The Sylhet Division consists of four administrative districts—Sylhet, Sunamganj, Moulvibazar and Habiganj. From each district, three sub-districts (Upazilas) were randomly selected based on the availability of buffalo populations, resulting in a total of 12 sampling sites. A total of 150 buffaloes (125 cows and 25 bulls) were randomly selected following specific inclusion criteria: cows that had experienced at least one parturition and bulls aged 2.5 years or older. We included some bulls younger than 2.5 years in the study because no older bulls were available in some of the selected areas.
Both male and female buffaloes were included to assess physical and morphometric traits. Physical traits recorded included coat color, pigmentation of the forehead, muzzle, hooves, horns, eyelashes, eyes, switch, forelegs, hindlegs and vulva; the presence of pigmentation under the tail; chevron markings on the dewlap; and horn shape and orientation.
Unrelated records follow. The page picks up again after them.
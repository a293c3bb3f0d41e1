use thiserror::Error;

#[derive(Error, Debug)]
pub enum Error {
    #[error("IO error: {0}")]
    Io(#[from] std::io::Error),

    #[error("Configuration error: {0}")]
    Configuration(String),

    #[error("Unsupported media type: {0}")]
    UnsupportedMedia(String),

    #[error("Inference error: {0}")]
    Inference(String),

    #[error("File not found: {0}")]
    NotFound(String),
}

pub type Result<T> = std::result::Result<T, Error>;
pub mod config;
pub mod error;
pub mod media;

pub use config::{AppConfig, ConfigError};
pub use error::{Error, Result};
pub use media::{MediaKind, StoredUpload};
Morphometric measurements were taken using a standard measuring tape and measuring stick. They included the following parameters: body length (distance from the point of shoulder to the pin bone), heart girth (body circumference immediately posterior to the forelegs), height at withers and at hip bone, head width (between horns and between eyes), face length (from poll to muzzle), ear length and breadth, horn length and circumference, neck length and circumference, loin, chine and rump lengths, rump and pin bone widths, leg heights (below knee and hock), height and circumference of pasterns, hoof circumference and tail length (from tail drop to tip). A detailed summary of the sampling distribution is presented in Table 1.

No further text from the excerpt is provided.